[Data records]
++++++++

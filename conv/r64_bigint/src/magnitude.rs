//! Unsigned limb-vector arithmetic. Inputs are little-endian magnitudes
//! with no leading zero limbs unless stated otherwise; outputs may carry a
//! leading zero limb, which the caller canonicalizes away.

use std::cmp::Ordering;

pub type Limb = u32;
type Wide = u64;

pub const LIMB_BITS: usize = 32;

/// Length decides first; equal lengths compare from the most significant
/// limb down.
pub fn cmp_magnitudes(a: &[Limb], b: &[Limb]) -> Ordering {
    match a.len().cmp(&b.len()) {
        Ordering::Equal => a.iter().rev().cmp(b.iter().rev()),
        unequal => unequal,
    }
}

pub fn add_magnitudes(a: &[Limb], b: &[Limb]) -> Vec<Limb> {
    let (long, short) = if a.len() >= b.len() { (a, b) } else { (b, a) };
    let mut out = Vec::with_capacity(long.len() + 1);
    let mut carry: Wide = 0;
    for i in 0..long.len() {
        let t = Wide::from(long[i])
            + if i < short.len() { Wide::from(short[i]) } else { 0 }
            + carry;
        out.push(t as Limb);
        carry = t >> LIMB_BITS;
    }
    if carry != 0 {
        out.push(carry as Limb);
    }
    out
}

/// `a - b`, requiring `a >= b`.
pub fn sub_magnitudes(a: &[Limb], b: &[Limb]) -> Vec<Limb> {
    debug_assert!(cmp_magnitudes(a, b) != Ordering::Less);
    let mut out = Vec::with_capacity(a.len());
    let mut borrow: Limb = 0;
    for i in 0..a.len() {
        let rhs = if i < b.len() { b[i] } else { 0 };
        let (d, under1) = a[i].overflowing_sub(rhs);
        let (d, under2) = d.overflowing_sub(borrow);
        out.push(d);
        borrow = Limb::from(under1 | under2);
    }
    debug_assert_eq!(borrow, 0);
    out
}

/// Schoolbook multiply.
pub fn mul_magnitudes(a: &[Limb], b: &[Limb]) -> Vec<Limb> {
    let mut out = vec![0 as Limb; a.len() + b.len()];
    for (i, &ai) in a.iter().enumerate() {
        if ai == 0 {
            continue;
        }
        let mut carry: Wide = 0;
        for (j, &bj) in b.iter().enumerate() {
            let t = Wide::from(ai) * Wide::from(bj) + Wide::from(out[i + j]) + carry;
            out[i + j] = t as Limb;
            carry = t >> LIMB_BITS;
        }
        out[i + b.len()] = carry as Limb;
    }
    out
}

/// Short division by a single non-zero limb.
pub fn div_rem_small(dividend: &[Limb], divisor: Limb) -> (Vec<Limb>, Vec<Limb>) {
    debug_assert!(divisor != 0);
    let mut quotient = vec![0 as Limb; dividend.len()];
    let mut rem: Wide = 0;
    for i in (0..dividend.len()).rev() {
        let t = (rem << LIMB_BITS) | Wide::from(dividend[i]);
        quotient[i] = (t / Wide::from(divisor)) as Limb;
        rem = t % Wide::from(divisor);
    }
    (quotient, vec![rem as Limb])
}

/// Knuth's Algorithm D. Requires a multi-limb divisor and
/// `|dividend| > |divisor|`.
pub fn div_rem_long(dividend: &[Limb], divisor: &[Limb]) -> (Vec<Limb>, Vec<Limb>) {
    let n = divisor.len();
    let m = dividend.len() - n;
    debug_assert!(n >= 2);

    // D1: normalize so the divisor's top limb has its high bit set
    let shift = divisor[n - 1].leading_zeros();
    let v = shl_bits(divisor, shift);
    let mut u = shl_bits(dividend, shift);
    u.resize(dividend.len() + 1, 0);

    let mut quotient = vec![0 as Limb; m + 1];
    for j in (0..=m).rev() {
        // D3: estimate from the top two dividend limbs
        let top = (Wide::from(u[j + n]) << LIMB_BITS) | Wide::from(u[j + n - 1]);
        let mut qhat = top / Wide::from(v[n - 1]);
        let mut rhat = top % Wide::from(v[n - 1]);
        while guess_too_big(qhat, rhat, v[n - 2], u[j + n - 2]) {
            qhat -= 1;
            rhat += Wide::from(v[n - 1]);
            if rhat > Wide::from(Limb::MAX) {
                break;
            }
        }

        // D4: multiply and subtract
        let underflowed = subtract_scaled(&mut u[j..=j + n], &v, qhat as Limb);

        // D6: the estimate was one too large
        if underflowed {
            qhat -= 1;
            add_back(&mut u[j..=j + n], &v);
        }
        quotient[j] = qhat as Limb;
    }

    // remainder = u[0..n], denormalized
    let remainder = shr_bits(&u[..n], shift);
    (quotient, remainder)
}

fn guess_too_big(qhat: Wide, rhat: Wide, v_next: Limb, u_next: Limb) -> bool {
    qhat > Wide::from(Limb::MAX)
        || qhat * Wide::from(v_next) > (rhat << LIMB_BITS) + Wide::from(u_next)
}

/// `u -= v * q` over a window one limb longer than `v`; reports whether the
/// subtraction underflowed.
fn subtract_scaled(u: &mut [Limb], v: &[Limb], q: Limb) -> bool {
    let mut borrow: Wide = 0;
    for i in 0..v.len() {
        let product = Wide::from(q) * Wide::from(v[i]) + borrow;
        let (d, under) = u[i].overflowing_sub(product as Limb);
        u[i] = d;
        borrow = (product >> LIMB_BITS) + Wide::from(under);
    }
    // the final borrow can be a full limb weight, so subtract it wide
    let top = Wide::from(u[v.len()]);
    u[v.len()] = top.wrapping_sub(borrow) as Limb;
    borrow > top
}

/// `u += v` over the same window, discarding the final carry which cancels
/// the underflow it compensates for.
fn add_back(u: &mut [Limb], v: &[Limb]) {
    let mut carry: Wide = 0;
    for i in 0..v.len() {
        let t = Wide::from(u[i]) + Wide::from(v[i]) + carry;
        u[i] = t as Limb;
        carry = t >> LIMB_BITS;
    }
    u[v.len()] = u[v.len()].wrapping_add(carry as Limb);
}

pub fn shl_magnitude(limbs: &[Limb], count: u64) -> Vec<Limb> {
    let limb_shift = (count as usize) / LIMB_BITS;
    let bit_shift = (count as usize % LIMB_BITS) as u32;
    let mut out = vec![0 as Limb; limbs.len() + limb_shift + 1];
    if bit_shift == 0 {
        out[limb_shift..limb_shift + limbs.len()].copy_from_slice(limbs);
    } else {
        for (i, &limb) in limbs.iter().enumerate() {
            out[limb_shift + i] |= limb << bit_shift;
            out[limb_shift + i + 1] = limb >> (LIMB_BITS as u32 - bit_shift);
        }
    }
    out
}

/// Requires `count` strictly less than the magnitude's bit length.
pub fn shr_magnitude(limbs: &[Limb], count: u64) -> Vec<Limb> {
    let limb_shift = (count as usize) / LIMB_BITS;
    let bit_shift = (count as usize % LIMB_BITS) as u32;
    shr_bits(&limbs[limb_shift..], bit_shift)
}

fn shl_bits(limbs: &[Limb], shift: u32) -> Vec<Limb> {
    if shift == 0 {
        return limbs.to_vec();
    }
    let mut out = vec![0 as Limb; limbs.len() + 1];
    for (i, &limb) in limbs.iter().enumerate() {
        out[i] |= limb << shift;
        out[i + 1] = limb >> (LIMB_BITS as u32 - shift);
    }
    if out.last() == Some(&0) {
        out.pop();
    }
    out
}

fn shr_bits(limbs: &[Limb], shift: u32) -> Vec<Limb> {
    if shift == 0 {
        return limbs.to_vec();
    }
    let mut out = Vec::with_capacity(limbs.len());
    for i in 0..limbs.len() {
        let high = if i + 1 < limbs.len() {
            limbs[i + 1] << (LIMB_BITS as u32 - shift)
        } else {
            0
        };
        out.push((limbs[i] >> shift) | high);
    }
    out
}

++++++++

_Aim of the task_. A complete and exact reproduction of the data is needed.

_Your response_.
filename conv/r64_bigint/src/magnitude.rs
//! Unsigned limb-vector arithmetic. Inputs are little-endian magnitudes
//! with no leading zero limbs unless stated otherwise; outputs may carry a
//! leading zero limb, which the caller canonicalizes away.

use std::cmp::Ordering;

pub type Limb = u32;
type Wide = u64;

pub const LIMB_BITS: usize = 32;

/// Length decides first; equal lengths compare from the most significant
/// limb down.
pub fn cmp_magnitudes(a: &[Limb], b: &[Limb]) -> Ordering {
    match a.len().cmp(&b.len()) {
        Ordering::Equal => a.iter().rev().cmp(b.iter().rev()),
        unequal => unequal,
    }
}

pub fn add_magnitudes(a: &[Limb], b: &[Limb]) -> Vec<Limb> {
    let (long, short) = if a.len() >= b.len() { (a, b) } else { (b, a) };
    let mut out = Vec::with_capacity(long.len() + 1);
    let mut carry: Wide = 0;
    for i in 0..long.len() {
        let t = Wide::from(long[i])
            + if i < short.len() { Wide::from(short[i]) } else { 0 }
            + carry;
        out.push(t as Limb);
        carry = t >> LIMB_BITS;
    }
    if carry != 0 {
        out.push(carry as Limb);
    }
    out
}

/// `a - b`, requiring `a >= b`.
pub fn sub_magnitudes(a: &[Limb], b: &[Limb]) -> Vec<Limb> {
    debug_assert!(cmp_magnitudes(a, b) != Ordering::Less);
    let mut out = Vec::with_capacity(a.len());
    let mut borrow: Limb = 0;
    for i in 0..a.len() {
        let rhs = if i < b.len() { b[i] } else { 0 };
        let (d, under1) = a[i].overflowing_sub(rhs);
        let (d, under2) = d.overflowing_sub(borrow);
        out.push(d);
        borrow = Limb::from(under1 | under2);
    }
    debug_assert_eq!(borrow, 0);
    out
}

/// Schoolbook multiply.
pub fn mul_magnitudes(a: &[Limb], b: &[Limb]) -> Vec<Limb> {
    let mut out = vec![0 as Limb; a.len() + b.len()];
    for (i, &ai) in a.iter().enumerate() {
        if ai == 0 {
            continue;
        }
        let mut carry: Wide = 0;
        for (j, &bj) in b.iter().enumerate() {
            let t = Wide::from(ai) * Wide::from(bj) + Wide::from(out[i + j]) + carry;
            out[i + j] = t as Limb;
            carry = t >> LIMB_BITS;
        }
        out[i + b.len()] = carry as Limb;
    }
    out
}

/// Short division by a single non-zero limb.
pub fn div_rem_small(dividend: &[Limb], divisor: Limb) -> (Vec<Limb>, Vec<Limb>) {
    debug_assert!(divisor != 0);
    let mut quotient = vec![0 as Limb; dividend.len()];
    let mut rem: Wide = 0;
    for i in (0..dividend.len()).rev() {
        let t = (rem << LIMB_BITS) | Wide::from(dividend[i]);
        quotient[i] = (t / Wide::from(divisor)) as Limb;
        rem = t % Wide::from(divisor);
    }
    (quotient, vec![rem as Limb])
}

/// Knuth's Algorithm D. Requires a multi-limb divisor and
/// `|dividend| > |divisor|`.
pub fn div_rem_long(dividend: &[Limb], divisor: &[Limb]) -> (Vec<Limb>, Vec<Limb>) {
    let n = divisor.len();
    let m = dividend.len() - n;
    debug_assert!(n >= 2);

    // D1: normalize so the divisor's top limb has its high bit set
    let shift = divisor[n - 1].leading_zeros();
    let v = shl_bits(divisor, shift);
    let mut u = shl_bits(dividend, shift);
    u.resize(dividend.len() + 1, 0);

    let mut quotient = vec![0 as Limb; m + 1];
    for j in (0..=m).rev() {
        // D3: estimate from the top two dividend limbs
        let top = (Wide::from(u[j + n]) << LIMB_BITS) | Wide::from(u[j + n - 1]);
        let mut qhat = top / Wide::from(v[n - 1]);
        let mut rhat = top % Wide::from(v[n - 1]);
        while guess_too_big(qhat, rhat, v[n - 2], u[j + n - 2]) {
            qhat -= 1;
            rhat += Wide::from(v[n - 1]);
            if rhat > Wide::from(Limb::MAX) {
                break;
            }
        }

        // D4: multiply and subtract
        let underflowed = subtract_scaled(&mut u[j..=j + n], &v, qhat as Limb);

        // D6: the estimate was one too large
        if underflowed {
            qhat -= 1;
            add_back(&mut u[j..=j + n], &v);
        }
        quotient[j] = qhat as Limb;
    }

    // remainder = u[0..n], denormalized
    let remainder = shr_bits(&u[..n], shift);
    (quotient, remainder)
}

fn guess_too_big(qhat: Wide, rhat: Wide, v_next: Limb, u_next: Limb) -> bool {
    qhat > Wide::from(Limb::MAX)
        || qhat * Wide::from(v_next) > (rhat << LIMB_BITS) + Wide::from(u_next)
}

/// `u -= v * q` over a window one limb longer than `v`; reports whether the
/// subtraction underflowed.
fn subtract_scaled(u: &mut [Limb], v: &[Limb], q: Limb) -> bool {
    let mut borrow: Wide = 0;
    for i in 0..v.len() {
        let product = Wide::from(q) * Wide::from(v[i]) + borrow;
        let (d, under) = u[i].overflowing_sub(product as Limb);
        u[i] = d;
        borrow = (product >> LIMB_BITS) + Wide::from(under);
    }
    // the final borrow can be a full limb weight, so subtract it wide
    let top = Wide::from(u[v.len()]);
    u[v.len()] = top.wrapping_sub(borrow) as Limb;
    borrow > top
}

/// `u += v` over the same window, discarding the final carry which cancels
/// the underflow it compensates for.
fn add_back(u: &mut [Limb], v: &[Limb]) {
    let mut carry: Wide = 0;
    for i in 0..v.len() {
        let t = Wide::from(u[i]) + Wide::from(v[i]) + carry;
        u[i] = t as Limb;
        carry = t >> LIMB_BITS;
    }
    u[v.len()] = u[v.len()].wrapping_add(carry as Limb);
}

pub fn shl_magnitude(limbs: &[Limb], count: u64) -> Vec<Limb> {
    let limb_shift = (count as usize) / LIMB_BITS;
    let bit_shift = (count as usize % LIMB_BITS) as u32;
    let mut out = vec![0 as Limb; limbs.len() + limb_shift + 1];
    if bit_shift == 0 {
        out[limb_shift..limb_shift + limbs.len()].copy_from_slice(limbs);
    } else {
        for (i, &limb) in limbs.iter().enumerate() {
            out[limb_shift + i] |= limb << bit_shift;
            out[limb_shift + i + 1] = limb >> (LIMB_BITS as u32 - bit_shift);
        }
    }
    out
}

/// Requires `count` strictly less than the magnitude's bit length.
pub fn shr_magnitude(limbs: &[Limb], count: u64) -> Vec<Limb> {
    let limb_shift = (count as usize) / LIMB_BITS;
    let bit_shift = (count as usize % LIMB_BITS) as u32;
    shr_bits(&limbs[limb_shift..], bit_shift)
}

fn shl_bits(limbs: &[Limb], shift: u32) -> Vec<Limb> {
    if shift == 0 {
        return limbs.to_vec();
    }
    let mut out = vec![0 as Limb; limbs.len() + 1];
    for (i, &limb) in limbs.iter().enumerate() {
        out[i] |= limb << shift;
        out[i + 1] = limb >> (LIMB_BITS as u32 - shift);
    }
    if out.last() == Some(&0) {
        out.pop();
    }
    out
}

fn shr_bits(limbs: &[Limb], shift: u32) -> Vec<Limb> {
    if shift == 0 {
        return limbs.to_vec();
    }
    let mut out = Vec::with_capacity(limbs.len());
    for i in 0..limbs.len() {
        let high = if i + 1 < limbs.len() {
            limbs[i + 1] << (LIMB_BITS as u32 - shift)
        } else {
            0
        };
        out.push((limbs[i] >> shift) | high);
    }
    out
}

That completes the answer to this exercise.